A leader in zero-emission aviation, ZeroAvia has collaborated with aviation fuel giant Shell, to unveil Europe’s first landside-to-airside hydrogen airport pipeline.

Running alongside ZeroAvia’s hangar at Cotswold Airport in the UK, the 100-m long hydrogen pipeline signals a huge step for hydrogen refuelling infrastructure at airports and for the aviation industry. ZeroAvia will use it alongside an electrolyser  and mobile refueller to develop hydrogen-electric fuel cells . The pipeline will help ZeroAvia demonstrate and explore the operational safety case for hydrogen pipelines and refuelling infrastructure at airports.

ZeroAvia’s zero-emission powertrains use hydrogen fuel in a fuel cell to create a chemical reaction which produces electricity. That electricity then powers electric motors that spin the propellers, while producing no emissions other than water.

The UK Government’s Department for Transport and the Connected Places Catapult as part of the Zero Emissions Flight Infrastructure (ZEFI) programme provided support for the pipeline, as part of their mission to enable airports and airfields to prepare for the future of zero-emission flight operations.

Shell and ZeroAvia have also agreed to develop a compressed, low-carbon hydrogen supply for ZeroAvia’s California facilities and power flight testing. As part of the agreement, Shell will design and build two commercial-scale mobile refuellers for use at ZeroAvia’s research and development site in Hollister, California. The fuel supplier will also provide a compressed low-carbon hydrogen supply to ZeroAvia’s facility and other locations in the Western US.  As well as supporting the development of ZeroAvia’s testing programme in the US, the strategic collaboration will also advance the company’s Hydrogen Airport Refuelling Ecosystem (HARE) on a larger scale.
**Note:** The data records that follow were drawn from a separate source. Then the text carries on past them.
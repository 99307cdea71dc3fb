pub mod auditor;
pub mod collector;
pub mod pacing;
pub mod table;
#[cfg(any(test, feature = "test-support"))]
pub mod testing;
pub mod traits;

pub use auditor::Auditor;
pub use collector::Collector;
pub use pacing::{FixedDelay, NoDelay, Pacer};
pub use table::OutreachTable;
“Shell recognises the aviation sector has unique challenges in decarbonisation and needs practical and scalable net-zero solutions,” commented Oliver Bishop, General Manager, Hydrogen at Shell. “We believe ZeroAvia’s technology is a viable option, and this agreement will allow us to demonstrate successful provision of low-carbon hydrogen supply while supporting development of codes, standards, and refuelling protocols for hydrogen-powered aviation.”

ZeroAvia will begin flight-testing its ZA600 hydrogen-electric powertrain this summer using its two Dornier-228 testbed aircraft, initially in the UK before replicating the work on the US-based demonstrator at a later date. And earlier this year ZeroAvia announced its partnership with ZEV Station to develop hydrogen hubs at airports throughout California.

“These milestone announcements represent significant hydrogen infrastructure advancement for ZeroAvia and the industry,” said Arnab Chatterjee, VP Infrastructure, ZeroAvia. “Hydrogen-electric aviation is the only practical, holistic and economically attractive solution to aviation’s growing climate change impact. Fuel provision needs to be economical and convenient for airlines to achieve operational cost benefits and ZeroAvia is leading these pioneering infrastructure developments together with leading partners like Shell.”